▶ [Prompt]:
Scan the lines below for "driven" and copy the matches.
BEGIN Given information
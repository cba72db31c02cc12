//! # ferrous-wire
//!
//! A small, type-driven dependency injection container.
//!
//! Register plain functions as constructors; the container reads what each
//! one needs from its parameter types and what it provides from its return
//! type. Ask for a type (or call a function that takes it) and the container
//! builds the whole dependency chain on demand, once, and shares the result.
//!
//! ## Features
//!
//! - **Signature-driven wiring**: parameters are `Arc<T>`, results are `T`
//! - **Lazy singletons**: every type is constructed at most once per container
//! - **Fallible constructors**: return `Result<T, E>`; `E` is surfaced as the
//!   failure cause and never registered
//! - **Multi-output constructors**: one function can provide a tuple of types
//! - **Cycle detection**: circular dependencies fail with the full path
//! - **Static validation** and **graph export** (DOT, Mermaid, JSON, YAML)
//!
//! ## Quick Start
//!
//! ```rust
//! use ferrous_wire::Container;
//! use std::sync::Arc;
//!
//! struct Database {
//!     connection_string: String,
//! }
//!
//! struct UserService {
//!     db: Arc<Database>,
//! }
//!
//! let mut container = Container::new();
//! container.provide(|| Database {
//!     connection_string: "postgres://localhost".to_string(),
//! })?;
//! container.provide(|db: Arc<Database>| UserService { db })?;
//!
//! container.invoke(|users: Arc<UserService>| {
//!     assert_eq!(users.db.connection_string, "postgres://localhost");
//! })?;
//! # Ok::<(), ferrous_wire::DiError>(())
//! ```
//!
//! ## Fallible Constructors
//!
//! ```rust
//! use ferrous_wire::{Container, DiError};
//! use std::sync::Arc;
//!
//! struct Settings { port: u16 }
//! struct Server { port: u16 }
//!
//! let mut container = Container::new();
//! container.provide(|| Settings { port: 0 })?;
//! container.try_provide(|s: Arc<Settings>| {
//!     if s.port == 0 {
//!         return Err("port must be set");
//!     }
//!     Ok(Server { port: s.port })
//! })?;
//!
//! let err = container.invoke(|_: Arc<Server>| ()).unwrap_err();
//! assert!(matches!(err, DiError::Constructor { .. }));
//! assert_eq!(err.to_string(), format!(
//!     "Constructor for {} failed: port must be set",
//!     std::any::type_name::<Server>()
//! ));
//! # Ok::<(), DiError>(())
//! ```
//!
//! ## Trait Objects
//!
//! Register the trait object type itself and depend on `Arc<Box<dyn Trait>>`,
//! or wrap it in a newtype:
//!
//! ```rust
//! use ferrous_wire::Container;
//! use std::sync::Arc;
//!
//! trait Logger: Send + Sync {
//!     fn log(&self, message: &str) -> String;
//! }
//!
//! struct ConsoleLogger;
//! impl Logger for ConsoleLogger {
//!     fn log(&self, message: &str) -> String {
//!         format!("[LOG] {}", message)
//!     }
//! }
//!
//! let mut container = Container::new();
//! container.provide(|| Box::new(ConsoleLogger) as Box<dyn Logger>)?;
//!
//! let line = container.invoke(|logger: Arc<Box<dyn Logger>>| logger.log("hi"))?;
//! assert_eq!(line, "[LOG] hi");
//! # Ok::<(), ferrous_wire::DiError>(())
//! ```

pub mod config;
pub mod container;
pub mod dynamic;
pub mod error;
pub mod graph_export;
pub mod key;
pub mod module;
pub mod observer;
pub mod traits;
pub mod validation;

// Internal modules
mod internal;
mod registration;

pub use config::ContainerConfig;
pub use container::Container;
pub use dynamic::{DynCall, DynCallFn, DynConstructor};
pub use error::{BoxError, Cause, DiError, DiResult};
pub use graph_export::{DependencyGraph, GraphEdge, GraphNode};
pub use key::{key_of_type, Key};
pub use module::ProviderModule;
pub use observer::{DiObserver, LoggingObserver};
pub use registration::AnyArc;
pub use traits::{Constructor, Dependency, Injectable, OutputSet};
pub use validation::{ValidationIssue, ValidationReport};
END Given information
▶ [Exercise solution]:
//! A small, type-driven dependency injection container.
//! - **Signature-driven wiring**: parameters are `Arc<T>`, results are `T`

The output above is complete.